Our experiment revealed that power dramatically affects the direction of the E. When people were randomly assigned to have power, they were almost three times more likely to draw the backward E. Power turned them into poor perspective-takers. In research with Keely Muscatell, now at the University of North Carolina at Chapel Hill, we have shown this effect in the brain: The neural circuitry that pays attention to others is less active when people have power.
But it gets worse. Gerben van Kleef of the University of Amsterdam has found that the powerful are less likely to feel compassion at the distress of others. It’s no wonder leaders call the concerns of others a pity party or refer to working parents as selfish.
If that wasn’t bad enough, leaders can tend to lash out at others like a trapped predator when feeling threatened. (While those without power may have the same emotions, those with power can actually act on them.) My research shows that just a touch of insecurity or the faintest whiff of disrespect can turn leaders into what I term Little Tyrants. In research with Maren Hoff, doctoral student at Columbia University, we have found that the powerful but insecure tend to hoard credit for success for themselves and refuse to share it with others. Not surprisingly, not receiving credit for one’s efforts is deeply infuriating.
In other research led by Nathaneal Fast of the University of Southern California, we gave participants a list of 10 activities and asked them to select the behaviors their partner had to complete to be eligible for the $50 prize. Half the behaviors were demeaning and humiliating, e.g., say ‘I am filthy’ 5 times. The other half were mild behaviors, e.g., tell the experimenter a funny joke.
We found that when people were randomly assigned to have power but their assigned position also lacked status and respect in the eyes of others, they were significantly more likely to dole out demeaning behaviors to others.
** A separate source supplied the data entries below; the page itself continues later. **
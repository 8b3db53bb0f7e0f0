#![no_main]

use libfuzzer_sys::fuzz_target;
use ws_core::buffer::ParserBuffer;
use ws_core::parser::Parser;
use ws_core::reader::FrameReader;

// Feeds arbitrary bytes straight into the incremental frame parser, one
// byte at a time, the way a flaky transport would hand them to `Stream`.
// The parser must never panic on untrusted input (spec §7: "the reader
// never panics on peer input") -- every malformed shape it rejects has to
// come back as an `Error`, not a crash.
fuzz_target!(|data: &[u8]| {
    let mut reader = FrameReader::new(16 << 20);
    let mut buf = ParserBuffer::new();

    for byte in data {
        buf.extend(std::slice::from_ref(byte));
        loop {
            match reader.advance(&mut buf) {
                Ok(Some(_frame)) => continue,
                Ok(None) => break,
                Err(_) => return,
            }
        }
    }
});
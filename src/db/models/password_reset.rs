use crate::db::schema::password_resets;
use chrono::{DateTime, Utc};
use diesel::{Insertable, Queryable, Selectable};
use uuid::Uuid;

/// Single-use reset record. Only the SHA-256 fingerprint of the reset
/// token is stored; the secret travels out-of-band to the account owner.
#[derive(Insertable, Debug, Clone)]
#[diesel(table_name = password_resets)]
pub struct NewPasswordReset {
    pub user_id: Uuid,
    pub token_hash: String,
    pub expires_at: DateTime<Utc>,
}

#[derive(Queryable, Selectable, Debug, Clone)]
#[diesel(table_name = password_resets)]
#[diesel(check_for_backend(diesel::pg::Pg))]
pub struct PasswordReset {
    pub id: Uuid,
    pub user_id: Uuid,
    pub token_hash: String,
    pub expires_at: DateTime<Utc>,
    pub used_at: Option<DateTime<Utc>>,
    pub created_at: DateTime<Utc>,
}

impl PasswordReset {
    pub fn is_usable(&self) -> bool {
        self.used_at.is_none() && self.expires_at > Utc::now()
    }
}
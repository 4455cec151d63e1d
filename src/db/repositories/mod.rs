pub mod activity_repository;
pub mod login_attempt_repository;
pub mod notification_repository;
pub mod password_reset_repository;
pub mod preference_repository;
pub mod session_repository;
pub mod user_repository;
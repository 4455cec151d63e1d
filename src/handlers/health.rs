use axum::{Json, http::StatusCode};

/// GET /health
/// Simple healthcheck endpoint
#[utoipa::path(
    get,
    path = "/health",
    tag = "Health",
    responses(
        (status = 200, description = "OK", body = serde_json::Value)
    )
)]
pub async fn health() -> (StatusCode, Json<serde_json::Value>) {
    (
        StatusCode::OK,
        Json(serde_json::json!({
            "status": "ok"
        })),
    )
}
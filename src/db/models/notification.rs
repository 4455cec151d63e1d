use crate::db::schema::user_notifications;
use chrono::{DateTime, Utc};
use diesel::{Insertable, Queryable, Selectable};
use uuid::Uuid;

pub const NOTIFICATION_KINDS: [&str; 7] = [
    "info",
    "warning",
    "error",
    "success",
    "promotion",
    "reminder",
    "system",
];

#[derive(Insertable, Debug, Clone)]
#[diesel(table_name = user_notifications)]
pub struct NewUserNotification {
    pub user_id: Uuid,
    pub kind: String,
    pub title: String,
    pub message: Option<String>,
    pub action_url: Option<String>,
    pub action_text: Option<String>,
    pub expires_at: Option<DateTime<Utc>>,
}

#[derive(Queryable, Selectable, Debug, Clone)]
#[diesel(table_name = user_notifications)]
#[diesel(check_for_backend(diesel::pg::Pg))]
pub struct UserNotification {
    pub id: Uuid,
    pub user_id: Uuid,
    pub kind: String,
    pub title: String,
    pub message: Option<String>,
    pub is_read: bool,
    pub read_at: Option<DateTime<Utc>>,
    pub action_url: Option<String>,
    pub action_text: Option<String>,
    pub expires_at: Option<DateTime<Utc>>,
    pub created_at: DateTime<Utc>,
}
use axum::{
    Json,
    http::{HeaderMap, StatusCode},
    response::{IntoResponse, Response},
};
use serde::Serialize;

/// Generic handler response: status code, optional headers, JSON body.
///
/// # Examples
///
/// ```ignore
/// AppResponse::ok(user_data)
/// AppResponse::created(new_user)
/// AppResponse::ok(attestation).with_headers(headers)
/// ```
pub struct AppResponse<T> {
    status: StatusCode,
    headers: Option<HeaderMap>,
    body: Option<T>,
}

impl<T> AppResponse<T>
where
    T: Serialize,
{
    pub fn new(status: StatusCode, body: T) -> Self {
        Self {
            status,
            headers: None,
            body: Some(body),
        }
    }

    pub fn empty(status: StatusCode) -> Self {
        Self {
            status,
            headers: None,
            body: None,
        }
    }

    /// Attach response headers (used by the forward-auth attestation).
    pub fn with_headers(mut self, headers: HeaderMap) -> Self {
        self.headers = Some(headers);
        self
    }

    // === Constructeurs pour les status codes courants ===

    /// 200 OK
    pub fn ok(body: T) -> Self {
        Self::new(StatusCode::OK, body)
    }

    /// 201 Created
    pub fn created(body: T) -> Self {
        Self::new(StatusCode::CREATED, body)
    }

    /// 401 Unauthorized with a body (verify keeps its opaque JSON shape)
    pub fn unauthorized(body: T) -> Self {
        Self::new(StatusCode::UNAUTHORIZED, body)
    }
}

impl AppResponse<()> {
    /// 204 No Content
    pub fn no_content() -> Self {
        Self::empty(StatusCode::NO_CONTENT)
    }
}

impl<T> IntoResponse for AppResponse<T>
where
    T: Serialize,
{
    fn into_response(self) -> Response {
        let mut response = match self.body {
            Some(body) => (self.status, Json(body)).into_response(),
            None => self.status.into_response(),
        };

        if let Some(headers) = self.headers {
            response.headers_mut().extend(headers);
        }

        response
    }
}

/// Type alias for handler results
pub type AppResult<T> = Result<AppResponse<T>, crate::error::AppError>;
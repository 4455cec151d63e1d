pub mod app;
pub mod auth;
pub mod cache;
pub mod config;
pub mod db;
pub mod docs;
pub mod dto;
pub mod error;
pub mod handlers;
pub mod migrate;
pub mod response;

use tracing_subscriber::{layer::SubscriberExt, util::SubscriberInitExt};

/// Initializes the tracing stack. `RUST_LOG` wins; otherwise a sensible
/// default keeps our own crate chatty and the HTTP plumbing quiet.
pub fn setup_logging() {
    let filter = tracing_subscriber::EnvFilter::try_from_default_env().unwrap_or_else(|_| {
        tracing_subscriber::EnvFilter::new("info,authd=debug,hyper_util=warn,tower_http=info")
    });

    tracing_subscriber::registry()
        .with(filter)
        .with(tracing_subscriber::fmt::layer())
        .init();
}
By granting people power while simultaneously making them feel disrespected, we had turned our participants into Little Tyrants.
There is one final piece of the infuriation puzzle. My research with Joris Lammers of the University of Cologne has shown that power turns people into hypocrites: people who impose standards on others while violating those standards themselves. We found that this occurs because the powerful feel entitled to deviate from the rules while also feeling justified in demanding others follow those same rules. This is bad news, as leaders incite anger when they are hypocrites.
These infuriating tendencies have a culminating effect that places leaders further out of touch: They make people reluctant to speak up and share their perspectives. I call this the Power Silencing Effect. One’s power tends to muzzle the insights of others. And when people surrounding leaders don’t share their thoughts, leaders slip deeper into obliviousness.
So, what’s the solution? How can leaders move from being infuriating to being inspiring?
The first step is for leaders to be aware that they are always on stage. This awareness allows them to harness the Leader Amplification Effect to inspire others. For example, I’ve observed that when leaders intentionally praise others for their efforts, they are perceived as inspiring. Similarly, when they share success with others, they can turn those individuals into loyal followers.
The second step is to understand and reverse the Power Silencing Effect. As a leader, you will only get insights from others when you actively seek them out and you verbally and non-verbally express interest and encouragement. When your eyes betray contempt, the Power Silencing Effect becomes even stronger.
Every leader has the power to be inspiring. But their power often turns them into little tyrants. The solution is to get a little perspective.